Jennifer: It's just the changes and how many times our military families move and the disruption that it does cause to our military families and children from when you're little all the way up through teens, it's hard to kind of wrap your brain around. I think civilians do move quite often, it's just the volume that our military families have. So, anything that I can do, that the USO can do, the organization I work for, to help with that and help make that transition as smooth as possible, or at least give something for somebody to look forward to, have some normalcy, is what I like to do, is what the USO likes to do. So, anything that we can provide to help a little bit.
Kevin: So, you mentioned USO. And what does USO stand for, just for people...?
Jennifer: Yeah, it's the United Service Organizations.
Kevin: And what do you do?
Jennifer: I am the executive director over the New England area. So, it's in our northeast region. So, I'm in charge of our six states and kind of the New England area. So, Rhode Island, Massachusetts, Maine, New Hampshire, Vermont, and Connecticut. And it's any kind of military programming and support that we can provide in those six states is what I'm in charge of.
Kevin: Now, I know your kids are young, but in your role, you obviously work with families who have children who have to make that adjustment and go to a new school, try to find new friends. Talk about some of those challenges and how you, as part of the USO, try to help them overcome those challenges.

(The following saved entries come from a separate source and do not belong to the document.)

//! # Daily Cash Repository
//!
//! Persistence for the per-day cash ledger.
//!
//! ## Posting Flow
//! ```text
//! ┌─────────────────────────────────────────────────────────────────────────┐
//! │  write lock ──► BEGIN                                                  │
//! │                   │                                                     │
//! │                   ▼                                                     │
//! │   get_or_create_ledger(date)                                           │
//! │     INSERT ... ON CONFLICT(date) DO NOTHING                            │
//! │     SELECT header (totals, closed)                                     │
//! │                   │                                                     │
//! │                   ▼                                                     │
//! │   DailyCash::post()  ◄── closed? negative? (till-core rules)           │
//! │                   │                                                     │
//! │                   ▼                                                     │
//! │   INSERT movement, UPDATE daily_cash totals ──► COMMIT                 │
//! └─────────────────────────────────────────────────────────────────────────┘
//! ```
//!
//! The UNIQUE index on `daily_cash.date` keeps one ledger per day even if
//! two writers race on a fresh day.

use chrono::NaiveDate;
use sqlx::{SqliteConnection, SqlitePool};
use tracing::{debug, info};

use crate::error::{DbError, DbResult};
use crate::pool::WriteLock;
use till_core::{CoreError, DailyCash, DailyCashMovement, Money, MovementType, ValidationError};

#[derive(Debug, sqlx::FromRow)]
struct DailyCashRow {
    id: String,
    date: NaiveDate,
    initial_amount_cents: i64,
    closed: bool,
    total_income_cents: i64,
    total_expense_cents: i64,
    total_profit_cents: i64,
}

impl From<DailyCashRow> for DailyCash {
    fn from(row: DailyCashRow) -> Self {
        DailyCash {
            id: row.id,
            date: row.date,
            initial_amount: Money::from_cents(row.initial_amount_cents),
            movements: Vec::new(),
            closed: row.closed,
            total_income: Money::from_cents(row.total_income_cents),
            total_expense: Money::from_cents(row.total_expense_cents),
            total_profit: Money::from_cents(row.total_profit_cents),
        }
    }
}

#[derive(Debug, sqlx::FromRow)]
struct MovementRow {
    id: String,
    movement_type: MovementType,
    amount_cents: i64,
    description: String,
    items_json: String,
    cost_total_cents: i64,
    sell_total_cents: i64,
    profit_cents: i64,
    payment_method: String,
    payment_splits_json: String,
    sale_id: Option<String>,
    is_credit_payment: bool,
    created_at: chrono::DateTime<chrono::Utc>,
}

impl TryFrom<MovementRow> for DailyCashMovement {
    type Error = DbError;

    fn try_from(row: MovementRow) -> DbResult<Self> {
        Ok(DailyCashMovement {
            id: row.id,
            movement_type: row.movement_type,
            amount: Money::from_cents(row.amount_cents),
            description: row.description,
            items: serde_json::from_str(&row.items_json)
                .map_err(|e| DbError::serialization("daily_cash_movements.items_json", e))?,
            cost_total: Money::from_cents(row.cost_total_cents),
            sell_total: Money::from_cents(row.sell_total_cents),
            profit: Money::from_cents(row.profit_cents),
            payment_method: row.payment_method,
            payment_splits: serde_json::from_str(&row.payment_splits_json)
                .map_err(|e| DbError::serialization("daily_cash_movements.payment_splits_json", e))?,
            sale_id: row.sale_id,
            is_credit_payment: row.is_credit_payment,
            created_at: row.created_at,
        })
    }
}

/// Repository for the daily cash ledger.
///
/// Every write takes the database write lock, so postings here never
/// interleave with a checkout commit.
#[derive(Debug, Clone)]
pub struct DailyCashRepository {
    pool: SqlitePool,
    write_lock: WriteLock,
}

impl DailyCashRepository {
    pub fn new(pool: SqlitePool, write_lock: WriteLock) -> Self {
        DailyCashRepository { pool, write_lock }
    }

    /// The ledger for `date` with all its movements, if the day was opened.
    pub async fn get_by_date(&self, date: NaiveDate) -> DbResult<Option<DailyCash>> {
        let mut conn = self.pool.acquire().await?;
        fetch_ledger(&mut conn, date).await
    }

    /// The ledger for `date`, created empty if absent.
    pub async fn get_or_create(&self, date: NaiveDate) -> DbResult<DailyCash> {
        let _guard = self.write_lock.lock().await;
        let mut conn = self.pool.acquire().await?;
        get_or_create_ledger(&mut conn, date).await?;
        require_ledger(&mut conn, date).await
    }

    /// Opens the register for `date` with a starting float.
    ///
    /// Opening a day that already has a ledger replaces its initial amount.
    ///
    /// ## Errors
    /// * `Domain(LedgerClosed)` - the day was already closed
    pub async fn open_ledger(&self, date: NaiveDate, initial_amount: Money) -> DbResult<DailyCash> {
        if initial_amount.is_negative() {
            return Err(ValidationError::OutOfRange {
                field: "initial_amount".to_string(),
                min: 0,
                max: i64::MAX,
            }
            .into());
        }

        let _guard = self.write_lock.lock().await;
        let mut tx = self.pool.begin().await?;

        let ledger = get_or_create_ledger(&mut tx, date).await?;
        if ledger.closed {
            return Err(CoreError::LedgerClosed { date: date.to_string() }.into());
        }

        sqlx::query("UPDATE daily_cash SET initial_amount_cents = ?2 WHERE id = ?1")
            .bind(&ledger.id)
            .bind(initial_amount.cents())
            .execute(&mut *tx)
            .await?;

        let ledger = require_ledger(&mut tx, date).await?;
        tx.commit().await?;

        info!(date = %date, initial = %initial_amount, "Register opened");
        Ok(ledger)
    }

    /// Posts an income movement, creating the day's ledger if needed.
    pub async fn post_income(&self, date: NaiveDate, movement: DailyCashMovement) -> DbResult<DailyCash> {
        self.post(date, movement, MovementType::Income).await
    }

    /// Posts an expense movement, creating the day's ledger if needed.
    pub async fn post_expense(&self, date: NaiveDate, movement: DailyCashMovement) -> DbResult<DailyCash> {
        self.post(date, movement, MovementType::Expense).await
    }

    async fn post(&self, date: NaiveDate, movement: DailyCashMovement, expected: MovementType) -> DbResult<DailyCash> {
        if movement.movement_type != expected {
            return Err(ValidationError::InvalidFormat {
                field: "movement_type".to_string(),
                reason: format!("expected {}, got {}", expected.as_str(), movement.movement_type.as_str()),
            }
            .into());
        }

        let _guard = self.write_lock.lock().await;
        let mut tx = self.pool.begin().await?;
        post_movement(&mut tx, date, &movement).await?;
        let ledger = require_ledger(&mut tx, date).await?;
        tx.commit().await?;
        Ok(ledger)
    }

    /// Closes the register for `date`. Idempotent.
    ///
    /// ## Errors
    /// * `NotFound` - nothing was ever posted or opened that day
    pub async fn close_ledger(&self, date: NaiveDate) -> DbResult<DailyCash> {
        let _guard = self.write_lock.lock().await;
        let mut conn = self.pool.acquire().await?;

        let result = sqlx::query("UPDATE daily_cash SET closed = 1 WHERE date = ?1")
            .bind(date)
            .execute(&mut *conn)
            .await?;
        if result.rows_affected() == 0 {
            return Err(DbError::not_found("DailyCash", date.to_string()));
        }

        let ledger = require_ledger(&mut conn, date).await?;
        info!(
            date = %date,
            income = %ledger.total_income,
            expense = %ledger.total_expense,
            expected_cash = %ledger.expected_cash(),
            "Register closed"
        );
        Ok(ledger)
    }

    /// Recomputes the day's aggregates from its movements.
    ///
    /// ## Errors
    /// * `Domain(LedgerOutOfBalance)` - stored totals drifted
    /// * `NotFound` - no ledger for `date`
    pub async fn reconcile(&self, date: NaiveDate) -> DbResult<DailyCash> {
        let mut conn = self.pool.acquire().await?;
        let ledger = require_ledger(&mut conn, date).await?;
        ledger.reconcile()?;
        Ok(ledger)
    }

    /// Cash that should be in the drawer for `date`; zero for a day with no
    /// ledger.
    pub async fn expected_cash(&self, date: NaiveDate) -> DbResult<Money> {
        Ok(self
            .get_by_date(date)
            .await?
            .map(|ledger| ledger.expected_cash())
            .unwrap_or_default())
    }
}

// =============================================================================
// Connection-scoped helpers
// =============================================================================

async fn fetch_header(conn: &mut SqliteConnection, date: NaiveDate) -> DbResult<Option<DailyCash>> {
    let row: Option<DailyCashRow> = sqlx::query_as(
        r#"
        SELECT id, date, initial_amount_cents, closed,
               total_income_cents, total_expense_cents, total_profit_cents
        FROM daily_cash
        WHERE date = ?1
        "#,
    )
    .bind(date)
    .fetch_optional(&mut *conn)
    .await?;
    Ok(row.map(DailyCash::from))
}

/// The ledger for `date` with every movement, oldest first.
pub(crate) async fn fetch_ledger(conn: &mut SqliteConnection, date: NaiveDate) -> DbResult<Option<DailyCash>> {
    let Some(mut ledger) = fetch_header(conn, date).await? else {
        return Ok(None);
    };

    let rows: Vec<MovementRow> = sqlx::query_as(
        r#"
        SELECT id, movement_type, amount_cents, description, items_json,
               cost_total_cents, sell_total_cents, profit_cents,
               payment_method, payment_splits_json, sale_id, is_credit_payment, created_at
        FROM daily_cash_movements
        WHERE daily_cash_id = ?1
        ORDER BY rowid
        "#,
    )
    .bind(&ledger.id)
    .fetch_all(&mut *conn)
    .await?;

    ledger.movements = rows
        .into_iter()
        .map(DailyCashMovement::try_from)
        .collect::<DbResult<_>>()?;
    Ok(Some(ledger))
}

pub(crate) async fn require_ledger(conn: &mut SqliteConnection, date: NaiveDate) -> DbResult<DailyCash> {
    fetch_ledger(conn, date)
        .await?
        .ok_or_else(|| DbError::not_found("DailyCash", date.to_string()))
}

/// Resolves the ledger header for `date`, creating an open, empty one with a
/// zero float if the day has none. Movements are not loaded.
pub(crate) async fn get_or_create_ledger(conn: &mut SqliteConnection, date: NaiveDate) -> DbResult<DailyCash> {
    let fresh = DailyCash::open(date, Money::zero());

    let inserted = sqlx::query(
        r#"
        INSERT INTO daily_cash (
            id, date, initial_amount_cents, closed,
            total_income_cents, total_expense_cents, total_profit_cents
        ) VALUES (?1, ?2, 0, 0, 0, 0, 0)
        ON CONFLICT(date) DO NOTHING
        "#,
    )
    .bind(&fresh.id)
    .bind(date)
    .execute(&mut *conn)
    .await?;

    if inserted.rows_affected() > 0 {
        debug!(date = %date, id = %fresh.id, "Created daily cash ledger");
    }

    fetch_header(conn, date)
        .await?
        .ok_or_else(|| DbError::not_found("DailyCash", date.to_string()))
}

/// Appends `movement` to the ledger of `date` and writes the new aggregates.
pub(crate) async fn post_movement(
    conn: &mut SqliteConnection,
    date: NaiveDate,
    movement: &DailyCashMovement,
) -> DbResult<()> {
    let mut ledger = get_or_create_ledger(conn, date).await?;
    ledger.post(movement.clone())?;

    let items_json = serde_json::to_string(&movement.items)
        .map_err(|e| DbError::serialization("daily_cash_movements.items_json", e))?;
    let splits_json = serde_json::to_string(&movement.payment_splits)
        .map_err(|e| DbError::serialization("daily_cash_movements.payment_splits_json", e))?;

    sqlx::query(
        r#"
        INSERT INTO daily_cash_movements (
            id, daily_cash_id, movement_type, amount_cents, description, items_json,
            cost_total_cents, sell_total_cents, profit_cents,
            payment_method, payment_splits_json, sale_id, is_credit_payment, created_at
        ) VALUES (?1, ?2, ?3, ?4, ?5, ?6, ?7, ?8, ?9, ?10, ?11, ?12, ?13, ?14)
        "#,
    )
    .bind(&movement.id)
    .bind(&ledger.id)
    .bind(movement.movement_type)
    .bind(movement.amount.cents())
    .bind(&movement.description)
    .bind(&items_json)
    .bind(movement.cost_total.cents())
    .bind(movement.sell_total.cents())
    .bind(movement.profit.cents())
    .bind(&movement.payment_method)
    .bind(&splits_json)
    .bind(&movement.sale_id)
    .bind(movement.is_credit_payment)
    .bind(movement.created_at)
    .execute(&mut *conn)
    .await?;

    sqlx::query(
        r#"
        UPDATE daily_cash SET
            total_income_cents = ?2,
            total_expense_cents = ?3,
            total_profit_cents = ?4
        WHERE id = ?1
        "#,
    )
    .bind(&ledger.id)
    .bind(ledger.total_income.cents())
    .bind(ledger.total_expense.cents())
    .bind(ledger.total_profit.cents())
    .execute(&mut *conn)
    .await?;

    debug!(
        date = %date,
        movement_type = movement.movement_type.as_str(),
        amount = movement.amount.cents(),
        total_income = ledger.total_income.cents(),
        "Movement posted"
    );
    Ok(())
}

Jennifer: It's hard when you get older, because when you're transferring credits for high school, maybe some states don't accept that credit, and then you're having to try to find different classes that can satisfy that. Or even with activities, so outside of the academics, with activities, depending on when you move, you might miss the cutoff date or the signup date in order to participate in sports and activities, extracurriculars that you might otherwise have been participating in. Even with summer camps, right? In the heart of the summer, a lot of camps fill up and you're not sure where you're gonna live. So on that form, you can't really say, "Well, I'm gonna live in this county," because you have no idea. So, that's definite challenges that face our military community. And for us, we just try to provide any type of programming that can provide them an outlet.
So whether it's...we had a program called Impact, and it really talks about...it focuses on the child and the teenagers, the children, and what kind of challenges that they're going through, what are they scared about. And having that facilitated conversation and dialogue between their parents or their caregiver and what it means to them, just so there's some awareness. And I think it's really eye-opening to do that. We actually did that at Hanscom Middle School and had teachers doing that facilitation as well so they could also learn what challenges the military students were going through because it's eye-opening. I think one of the challenges in the New England area, there's a lot of guard, and so there's not a big installation where it's uniquely, "Oh, yeah, there's military everywhere," like in DC, there's military everywhere.
Kevin: Or Norfolk, Virginia or something like that.
Jennifer: Exactly, exactly. And so, it's, how do we bring that awareness to teachers. And through programs like that, it's kind of keeping that top of mind or... I know in fourth grade, you learn all about your state's history. Well, that could be your state's history in one state, but then you move and so it's a different state's history. So, teachers talking about, "Oh, you learned this last year," well, some students didn't learn that last year, and so...no fault of their own, but there's already that, "Like, I missed out, like, I don't know." So any kind of community events that we can bring the civilians and the military communities together for understanding, the USO tries to do, with any type of programs, whether it's an Impact program or baby showers, coffee connections, bringing military spouses together. So, we really just try to look where there's some outlets for us to provide that missing gap, if you will, with the community.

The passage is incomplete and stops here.